Graisse et flore intestinale 
Les régimes riches en graisses modifient la composition de la flore intestinale, avec chute du contenu en bifidobactéries et augmentation relative de la proportion des bactéries portant un lipopolysaccharide. Cela pourrait correspondre à une augmentation du taux plasmatique de lipopolysaccharide, avec pour conséquence un processus inflammatoire, une résistance à l’insuline et un diabète de type 2 lié à l’obésité. Or, on sait que le diabète et l’obésité se caractérisent par un état inflammatoire discret, qui pourrait s’expliquer par une endotoxinémie ou augmentation du taux de lipopolysaccharide dans le sang. Les constatations faites en conditions expérimentales chez la souris vont dans ce sens: un régime riche en graisse donné pendant quatre semaines s’accompagne d’un doublement ou d’un triplement du taux plasmatique de lipopolysaccharide. Or, ce lipopolysaccharide est capable d’induire un état inflammatoire. Lorsqu’il est administré par perfusion sous-cutanée pendant quatre semaines, on assiste chez la souris à une augmentation de la glycémie et de l’insulinémie à jeun, ainsi qu’à une augmentation du poids corporel, du poids du foie et de celui du tissu adipeux. Ces modifications atteignent les mêmes proportions que celles que l’on trouve chez les animaux nourris pendant quatre semaines avec un régime riche en graisses. Et les marqueurs de l’inflammation augmentent eux aussi. 

Combattre l’obésité? 
La modification de la flore intestinale pourrait dès lors constituer un moyen de prévenir, voire de traiter un syndrome métabolique induit par une alimentation pauvre en fibres et riche en graisses. Dans une étude conduite également chez la souris, Cani et al. ont modifié la flore bactérienne des animaux en leur administrant des antibiotiques. Ils ont ainsi pu montrer que ces changements diminuaient l’endotoxinémie et le contenu caecal en LPS, même chez des souris obèses (ob/ob) ou des souris nourries avec un régime riche en graisses. Cet effet était corrélé avec le recul de l’intolérance au glucose, de la prise de poids et du développement du tissu adipeux. L’étude réalisée par Lesniewska et coll. sur un modèle animal a montré que l’administration d’un mélange contenant Lactobacillus delbrueckii, L. rhamnosus GG, Bifidobacterium lactis Bb12 et l’inuline induirait des changements significatifs dans le nombre de lactobacilles, bifidobacteries, et enterobacteries au niveau de l’estomac, de l’intestin grêle, du caecum et du côlon. C’est dans un tout autre domaine, celui de la problématique de l’obésité, que vient de s’ouvrir une nouvelle porte pour les recherches sur les rôles de la flore intestinale et les probiotiques.
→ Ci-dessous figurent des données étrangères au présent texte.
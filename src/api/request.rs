//! Request types for the bonus engine API.
//!
//! This module defines the JSON request structures for the
//! `/bonus/calculate` and `/perfect-week/check` endpoints, and the
//! validation a request must pass before it reaches the engine.

use chrono::{NaiveDate, NaiveTime};
use rust_decimal::Decimal;
use serde::{Deserialize, Serialize};

use crate::calculation::BonusInput;
use crate::error::{EngineError, EngineResult};
use crate::models::{
    Attendance, ChecklistCompletion, Damage, Employee, MileageEntry, PerfectWeek,
    PerformanceEvent,
};

/// Largest revenue or damage amount a request may carry.
///
/// Keeps every intermediate product of a calculation well inside
/// `Decimal`'s range.
pub const MAX_MONEY_AMOUNT: i64 = 1_000_000_000_000;

/// Largest mileage a single entry may carry.
pub const MAX_MILES_PER_ENTRY: i64 = 1_000_000;

/// Request body for the `/bonus/calculate` endpoint.
///
/// Record collections are expected to be scoped to the target month already.
#[derive(Debug, Clone, Serialize, Deserialize)]
pub struct BonusCalculationRequest {
    /// The month's total revenue.
    pub total_revenue: Decimal,
    /// Pool percentage; the policy default applies when omitted.
    #[serde(default)]
    pub pool_percentage: Option<Decimal>,
    /// Date to measure tenure at; today when omitted.
    #[serde(default)]
    pub as_of_date: Option<NaiveDate>,
    /// All employees. Inactive ones are skipped by the engine.
    #[serde(default)]
    pub employees: Vec<Employee>,
    /// The month's damages.
    #[serde(default)]
    pub damages: Vec<Damage>,
    /// The month's recognition events.
    #[serde(default)]
    pub performance_events: Vec<PerformanceEvent>,
    /// The month's mileage entries.
    #[serde(default)]
    pub mileage_entries: Vec<MileageEntry>,
    /// The month's perfect-week records.
    #[serde(default)]
    pub perfect_weeks: Vec<PerfectWeek>,
}

impl BonusCalculationRequest {
    /// Checks the inputs the engine relies on its callers to check.
    ///
    /// Revenue must be positive, the percentage (when given) must lie in
    /// 0..=100, and damage amounts and miles must not be negative. Revenue
    /// and damage amounts are capped at [`MAX_MONEY_AMOUNT`], miles at
    /// [`MAX_MILES_PER_ENTRY`].
    pub fn validate(&self) -> EngineResult<()> {
        let max_money = Decimal::from(MAX_MONEY_AMOUNT);
        let max_miles = Decimal::from(MAX_MILES_PER_ENTRY);

        if self.total_revenue <= Decimal::ZERO {
            return Err(EngineError::InvalidRevenue {
                value: self.total_revenue,
                message: "must be greater than zero".to_string(),
            });
        }
        if self.total_revenue > max_money {
            return Err(EngineError::InvalidRevenue {
                value: self.total_revenue,
                message: format!("must not exceed {}", max_money),
            });
        }

        if let Some(pct) = self.pool_percentage {
            if pct < Decimal::ZERO || pct > Decimal::ONE_HUNDRED {
                return Err(EngineError::InvalidPoolPercentage { value: pct });
            }
        }

        for damage in &self.damages {
            let problem = if damage.amount < Decimal::ZERO {
                "must not be negative"
            } else if damage.amount > max_money {
                "exceeds the largest accepted amount"
            } else {
                continue;
            };
            return Err(EngineError::InvalidRecord {
                kind: "damage".to_string(),
                id: damage.id.clone(),
                message: format!("amount {}, got {}", problem, damage.amount),
            });
        }

        for entry in &self.mileage_entries {
            let problem = if entry.miles < Decimal::ZERO {
                "must not be negative"
            } else if entry.miles > max_miles {
                "exceed the largest accepted distance"
            } else {
                continue;
            };
            return Err(EngineError::InvalidRecord {
                kind: "mileage entry".to_string(),
                id: entry.id.clone(),
                message: format!("miles {}, got {}", problem, entry.miles),
            });
        }

        Ok(())
    }

    /// Borrows the request as engine input.
    pub fn as_input(&self) -> BonusInput<'_> {
        BonusInput {
            total_revenue: self.total_revenue,
            pool_percentage: self.pool_percentage,
            as_of_date: self.as_of_date,
            employees: &self.employees,
            damages: &self.damages,
            performance_events: &self.performance_events,
            mileage_entries: &self.mileage_entries,
            perfect_weeks: &self.perfect_weeks,
        }
    }
}

/// Request body for the `/perfect-week/check` endpoint.
#[derive(Debug, Clone, Serialize, Deserialize)]
pub struct PerfectWeekCheckRequest {
    /// The employee's attendance for the week.
    #[serde(default)]
    pub attendance: Vec<AttendanceRequest>,
    /// The employee's checklist completions for the week.
    #[serde(default)]
    pub checklist_completions: Vec<ChecklistCompletion>,
}

/// One day of attendance in a perfect-week check.
///
/// Tardiness is not accepted from the client; it is derived from
/// `arrival_time` and the policy cutoff.
#[derive(Debug, Clone, Serialize, Deserialize)]
pub struct AttendanceRequest {
    /// Unique identifier for the record.
    pub id: String,
    /// The employee the record belongs to.
    pub employee_id: String,
    /// The working day.
    pub date: NaiveDate,
    /// Arrival time at the warehouse.
    #[serde(default)]
    pub arrival_time: Option<NaiveTime>,
    /// Whether the employee was in uniform.
    pub in_uniform: bool,
}

impl AttendanceRequest {
    /// Converts the request into an attendance record under `tardy_cutoff`.
    pub fn into_attendance(self, tardy_cutoff: NaiveTime) -> Attendance {
        Attendance::log(
            self.id,
            self.employee_id,
            self.date,
            self.arrival_time,
            self.in_uniform,
            tardy_cutoff,
        )
    }
}
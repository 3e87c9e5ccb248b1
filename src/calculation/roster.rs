//! Active-employee roster and per-employee record tallies.
//!
//! Records reference employees by ID. The roster indexes the active
//! employees once per calculation so each record collection is folded in a
//! single pass instead of being rescanned for every employee.

use std::collections::{HashMap, HashSet};

use rust_decimal::Decimal;

use crate::models::Employee;

/// A per-employee total that can absorb one more record.
///
/// Addition saturates so an absurd input caps the total instead of
/// aborting the calculation.
pub trait TallyValue: Copy + Default {
    /// Adds `other` to `self`, saturating at the type's bound.
    fn accumulate(self, other: Self) -> Self;
}

impl TallyValue for u32 {
    fn accumulate(self, other: Self) -> Self {
        self.saturating_add(other)
    }
}

impl TallyValue for Decimal {
    fn accumulate(self, other: Self) -> Self {
        self.saturating_add(other)
    }
}

/// The employees taking part in a calculation, in the caller's order.
#[derive(Debug, Clone)]
pub struct ActiveRoster<'a> {
    employees: Vec<&'a Employee>,
    ids: HashSet<&'a str>,
}

/// Per-employee totals folded from one record collection.
#[derive(Debug, Clone, PartialEq)]
pub struct Tally<V> {
    /// One total per roster employee, aligned with [`ActiveRoster::employees`].
    pub per_employee: Vec<V>,
    /// Records whose employee is not on the roster.
    pub unmatched: usize,
}

impl<'a> ActiveRoster<'a> {
    /// Builds the roster from every employee whose `is_active` flag is set.
    pub fn from_employees(employees: &'a [Employee]) -> Self {
        let employees: Vec<&Employee> = employees.iter().filter(|e| e.is_active).collect();
        let ids = employees.iter().map(|e| e.id.as_str()).collect();
        Self { employees, ids }
    }

    /// The active employees.
    pub fn employees(&self) -> &[&'a Employee] {
        &self.employees
    }

    /// Number of active employees.
    pub fn len(&self) -> usize {
        self.employees.len()
    }

    /// Returns true if nobody is active.
    pub fn is_empty(&self) -> bool {
        self.employees.is_empty()
    }

    /// Returns true if `employee_id` is on the roster.
    pub fn contains(&self, employee_id: &str) -> bool {
        self.ids.contains(employee_id)
    }

    /// Sums `value` over `records` for each roster employee.
    ///
    /// Employees with no records get `V::default()`.
    pub fn tally<'r, T, V>(
        &self,
        records: &'r [T],
        employee_id: impl Fn(&'r T) -> &'r str,
        value: impl Fn(&'r T) -> V,
    ) -> Tally<V>
    where
        V: TallyValue,
    {
        let mut by_id: HashMap<&str, V> = HashMap::with_capacity(self.ids.len());
        let mut unmatched = 0;

        for record in records {
            let id = employee_id(record);
            if self.contains(id) {
                let total = by_id.entry(id).or_default();
                *total = total.accumulate(value(record));
            } else {
                unmatched += 1;
            }
        }

        let per_employee = self
            .employees
            .iter()
            .map(|e| by_id.get(e.id.as_str()).copied().unwrap_or_default())
            .collect();

        Tally {
            per_employee,
            unmatched,
        }
    }
}
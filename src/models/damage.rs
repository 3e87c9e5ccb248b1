//! Damage incident model.

use chrono::NaiveDate;
use rust_decimal::Decimal;
use serde::{Deserialize, Serialize};

/// A damage incident logged against a job and the crew involved.
///
/// Damages are immutable once logged. Each incident reduces the month's
/// bonus pool by its pool impact.
#[derive(Debug, Clone, PartialEq, Eq, Serialize, Deserialize)]
pub struct Damage {
    /// Unique identifier for the incident.
    pub id: String,
    /// The job the damage occurred on, if any.
    #[serde(default)]
    pub job_id: Option<String>,
    /// Employees involved in the incident.
    #[serde(default)]
    pub employee_ids: Vec<String>,
    /// What was damaged.
    #[serde(default)]
    pub description: String,
    /// The repair or claim cost.
    pub amount: Decimal,
    /// Whether the crew reported the damage themselves.
    pub was_reported: bool,
    /// The date the damage was logged.
    pub date: NaiveDate,
}

impl Damage {
    /// Returns the amount this incident deducts from the gross pool.
    ///
    /// Reported damages cost their face amount; unreported damages cost the
    /// amount times `unreported_multiplier`.
    ///
    /// # Examples
    ///
    /// ```
    /// use bonus_engine::models::Damage;
    /// use chrono::NaiveDate;
    /// use rust_decimal::Decimal;
    ///
    /// let damage = Damage {
    ///     id: "dmg_001".to_string(),
    ///     job_id: None,
    ///     employee_ids: vec![],
    ///     description: "Scratched dresser".to_string(),
    ///     amount: Decimal::from(100),
    ///     was_reported: false,
    ///     date: NaiveDate::from_ymd_opt(2026, 3, 4).unwrap(),
    /// };
    /// assert_eq!(damage.pool_impact(Decimal::from(2)), Decimal::from(200));
    /// ```
    pub fn pool_impact(&self, unreported_multiplier: Decimal) -> Decimal {
        if self.was_reported {
            self.amount
        } else {
            self.amount.saturating_mul(unreported_multiplier)
        }
    }
}
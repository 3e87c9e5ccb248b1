//! Application state for the bonus engine API.
//!
//! This module defines the shared application state that is available
//! to all request handlers.

use std::sync::Arc;

use crate::config::{BonusPolicy, ConfigLoader};

/// Shared application state.
///
/// Holds the loaded bonus policy. Calculations borrow it read-only, so
/// concurrent requests need no locking.
#[derive(Clone)]
pub struct AppState {
    /// The loaded policy configuration.
    config: Arc<ConfigLoader>,
}

impl AppState {
    /// Creates a new application state with the given configuration loader.
    pub fn new(config: ConfigLoader) -> Self {
        Self {
            config: Arc::new(config),
        }
    }

    /// Returns a reference to the configuration loader.
    pub fn config(&self) -> &ConfigLoader {
        &self.config
    }

    /// Returns the active bonus policy.
    pub fn policy(&self) -> &BonusPolicy {
        self.config.policy()
    }
}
Ainsi, les travaux du Pr J Gordon (Directeur du Centre des Sciences du Génome à l’Université de Washington, USA) et son équipe ont révélé que les souris axéniques (sans flore) nées et maintenues dans un environnement stérile ingèrent significativement plus de nourriture (près de 30 % en plus) que des souris « contrôles ». Mais ce qui retient l’attention des chercheurs, c’est que malgré cette consommation plus élevée, les souris axéniques présentent une masse graisseuse nettement inférieure (de 42 %) à celle des souris « contrôle ». Un espoir pour les obèses?

La Rédaction

Références

Cani PD, Delzenne NM. Gut microflora as a target for energy and metabolic homeostasis. Curr Opin Clin Nutr Metab Care 2007; 10: 729-34.
DiBaise JK, Zhang H, Crowell MD et al. Gut microbiota and its possible relationship with obesity. Mayo Clin Proc. 2008; 83: 460-9.
Delzenne NM, Cani PD. Gut microflora is a key player in host energy homeostasis. Med Sci (Paris). 2008; 24: 505-10.
Lesniewska V, Rowland I, Cani PD et al. Effect on components of the intestinal microflora and plasma neuropeptide levels of feeding Lactobacillus delbrueckii, Bifidobacterium lactis, and inulin to adult and elderly rats. Appl Environ Microbiol 2006; 72: 6533-8.
Cani PD, Bibiloni R, Knauf C et al. Changes in gut microbiota control metabolic endotoxemia-induced inflammation in high-fat diet-induced obesity and diabetes in mice. Diabetes 2008; 57: 1470-81. 
4e Convention internationale sur les probiotiques, organisée par Danone à Paris, les 9 et 10 mars 2006.